## Aim of the task:
Write out the entries below exactly. End with the line that contains "one live entry.".

## Dataset entries:
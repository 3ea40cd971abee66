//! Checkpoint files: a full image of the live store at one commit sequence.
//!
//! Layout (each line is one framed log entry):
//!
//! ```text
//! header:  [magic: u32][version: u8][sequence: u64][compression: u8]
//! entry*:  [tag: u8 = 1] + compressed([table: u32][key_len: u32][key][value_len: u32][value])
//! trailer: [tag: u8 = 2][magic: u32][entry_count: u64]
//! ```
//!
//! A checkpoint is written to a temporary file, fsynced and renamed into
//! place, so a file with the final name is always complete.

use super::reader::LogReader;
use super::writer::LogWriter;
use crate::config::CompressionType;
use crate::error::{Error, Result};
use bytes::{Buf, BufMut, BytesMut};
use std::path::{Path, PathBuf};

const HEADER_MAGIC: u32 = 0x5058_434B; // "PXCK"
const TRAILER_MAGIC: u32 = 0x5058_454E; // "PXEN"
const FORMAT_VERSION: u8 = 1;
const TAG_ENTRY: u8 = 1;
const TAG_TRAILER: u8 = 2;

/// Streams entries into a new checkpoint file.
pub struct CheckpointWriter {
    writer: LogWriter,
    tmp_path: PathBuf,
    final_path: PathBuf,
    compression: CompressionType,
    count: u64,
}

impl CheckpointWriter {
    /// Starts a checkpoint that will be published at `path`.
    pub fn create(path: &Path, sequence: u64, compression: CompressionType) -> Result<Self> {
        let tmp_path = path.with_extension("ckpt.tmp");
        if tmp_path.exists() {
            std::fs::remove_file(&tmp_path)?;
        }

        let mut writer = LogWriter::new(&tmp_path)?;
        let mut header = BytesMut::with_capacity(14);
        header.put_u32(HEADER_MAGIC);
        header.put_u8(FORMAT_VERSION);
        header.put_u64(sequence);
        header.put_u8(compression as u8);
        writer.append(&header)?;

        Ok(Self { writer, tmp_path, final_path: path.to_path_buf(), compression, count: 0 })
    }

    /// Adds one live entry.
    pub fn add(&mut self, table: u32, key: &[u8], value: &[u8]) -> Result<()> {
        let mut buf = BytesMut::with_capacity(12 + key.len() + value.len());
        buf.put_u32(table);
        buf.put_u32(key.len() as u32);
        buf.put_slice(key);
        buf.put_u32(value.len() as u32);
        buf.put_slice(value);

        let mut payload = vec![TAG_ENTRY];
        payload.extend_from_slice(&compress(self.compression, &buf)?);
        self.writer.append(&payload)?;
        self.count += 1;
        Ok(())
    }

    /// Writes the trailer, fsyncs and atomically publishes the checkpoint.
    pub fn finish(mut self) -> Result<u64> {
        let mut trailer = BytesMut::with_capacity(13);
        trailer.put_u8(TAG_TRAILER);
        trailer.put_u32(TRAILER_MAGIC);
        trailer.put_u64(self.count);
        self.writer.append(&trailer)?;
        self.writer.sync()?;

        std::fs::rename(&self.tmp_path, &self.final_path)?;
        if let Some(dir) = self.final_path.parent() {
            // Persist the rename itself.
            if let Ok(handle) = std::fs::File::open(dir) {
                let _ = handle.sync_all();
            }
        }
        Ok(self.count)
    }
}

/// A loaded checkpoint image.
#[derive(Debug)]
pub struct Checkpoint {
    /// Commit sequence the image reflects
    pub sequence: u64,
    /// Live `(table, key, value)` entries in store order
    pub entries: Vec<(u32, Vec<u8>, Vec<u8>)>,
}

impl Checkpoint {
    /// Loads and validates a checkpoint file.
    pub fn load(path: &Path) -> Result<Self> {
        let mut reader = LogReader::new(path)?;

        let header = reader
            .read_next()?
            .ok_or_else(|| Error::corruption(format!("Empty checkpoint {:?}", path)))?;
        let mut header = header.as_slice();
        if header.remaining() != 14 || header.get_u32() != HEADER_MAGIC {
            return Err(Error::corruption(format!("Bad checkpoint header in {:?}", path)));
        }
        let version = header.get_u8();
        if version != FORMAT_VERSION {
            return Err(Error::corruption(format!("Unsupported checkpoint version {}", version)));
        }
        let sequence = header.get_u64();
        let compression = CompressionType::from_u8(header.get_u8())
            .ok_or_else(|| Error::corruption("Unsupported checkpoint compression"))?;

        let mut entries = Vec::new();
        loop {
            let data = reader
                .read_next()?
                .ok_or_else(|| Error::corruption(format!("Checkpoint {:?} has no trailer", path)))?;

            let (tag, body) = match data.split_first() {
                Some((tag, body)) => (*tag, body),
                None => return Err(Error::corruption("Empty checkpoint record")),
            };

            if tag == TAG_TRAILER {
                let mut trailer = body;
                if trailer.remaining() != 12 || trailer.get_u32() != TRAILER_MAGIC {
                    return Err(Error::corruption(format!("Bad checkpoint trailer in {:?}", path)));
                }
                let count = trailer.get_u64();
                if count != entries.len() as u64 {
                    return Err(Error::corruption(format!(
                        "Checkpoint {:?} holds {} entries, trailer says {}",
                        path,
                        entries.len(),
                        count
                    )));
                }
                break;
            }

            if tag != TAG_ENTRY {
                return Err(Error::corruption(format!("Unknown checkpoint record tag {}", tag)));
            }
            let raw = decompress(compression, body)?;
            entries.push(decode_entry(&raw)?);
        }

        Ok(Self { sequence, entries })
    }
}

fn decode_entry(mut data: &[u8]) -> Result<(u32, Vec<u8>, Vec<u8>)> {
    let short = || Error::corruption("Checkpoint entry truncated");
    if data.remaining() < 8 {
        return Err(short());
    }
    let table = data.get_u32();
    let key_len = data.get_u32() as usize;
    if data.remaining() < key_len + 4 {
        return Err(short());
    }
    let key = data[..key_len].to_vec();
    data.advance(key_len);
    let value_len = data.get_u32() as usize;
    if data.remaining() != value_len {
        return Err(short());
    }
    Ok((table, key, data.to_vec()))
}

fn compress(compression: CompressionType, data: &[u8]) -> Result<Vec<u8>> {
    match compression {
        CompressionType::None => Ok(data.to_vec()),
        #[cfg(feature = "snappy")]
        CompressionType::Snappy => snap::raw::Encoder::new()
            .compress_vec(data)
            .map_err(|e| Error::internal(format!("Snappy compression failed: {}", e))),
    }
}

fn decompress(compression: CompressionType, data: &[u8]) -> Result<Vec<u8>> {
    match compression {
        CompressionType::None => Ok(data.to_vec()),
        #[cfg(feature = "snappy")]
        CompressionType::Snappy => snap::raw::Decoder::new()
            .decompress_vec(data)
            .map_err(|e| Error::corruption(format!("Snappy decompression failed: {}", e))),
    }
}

## Problem solution:
repository 3ea40cd971abee66
//! Checkpoint files: a full image of the live store at one commit sequence.
//!
//! Layout (each line is one framed log entry):
//!
//! ```text
//! header:  [magic: u32][version: u8][sequence: u64][compression: u8]
//! entry*:  [tag: u8 = 1] + compressed([table: u32][key_len: u32][key][value_len: u32][value])
//! trailer: [tag: u8 = 2][magic: u32][entry_count: u64]
//! ```
//!
//! A checkpoint is written to a temporary file, fsynced and renamed into
//! place, so a file with the final name is always complete.

use super::reader::LogReader;
use super::writer::LogWriter;
use crate::config::CompressionType;
use crate::error::{Error, Result};
use bytes::{Buf, BufMut, BytesMut};
use std::path::{Path, PathBuf};

const HEADER_MAGIC: u32 = 0x5058_434B; // "PXCK"
const TRAILER_MAGIC: u32 = 0x5058_454E; // "PXEN"
const FORMAT_VERSION: u8 = 1;
const TAG_ENTRY: u8 = 1;
const TAG_TRAILER: u8 = 2;

/// Streams entries into a new checkpoint file.
pub struct CheckpointWriter {
    writer: LogWriter,
    tmp_path: PathBuf,
    final_path: PathBuf,
    compression: CompressionType,
    count: u64,
}

impl CheckpointWriter {
    /// Starts a checkpoint that will be published at `path`.
    pub fn create(path: &Path, sequence: u64, compression: CompressionType) -> Result<Self> {
        let tmp_path = path.with_extension("ckpt.tmp");
        if tmp_path.exists() {
            std::fs::remove_file(&tmp_path)?;
        }

        let mut writer = LogWriter::new(&tmp_path)?;
        let mut header = BytesMut::with_capacity(14);
        header.put_u32(HEADER_MAGIC);
        header.put_u8(FORMAT_VERSION);
        header.put_u64(sequence);
        header.put_u8(compression as u8);
        writer.append(&header)?;

        Ok(Self { writer, tmp_path, final_path: path.to_path_buf(), compression, count: 0 })
    }

    /// Adds one live entry.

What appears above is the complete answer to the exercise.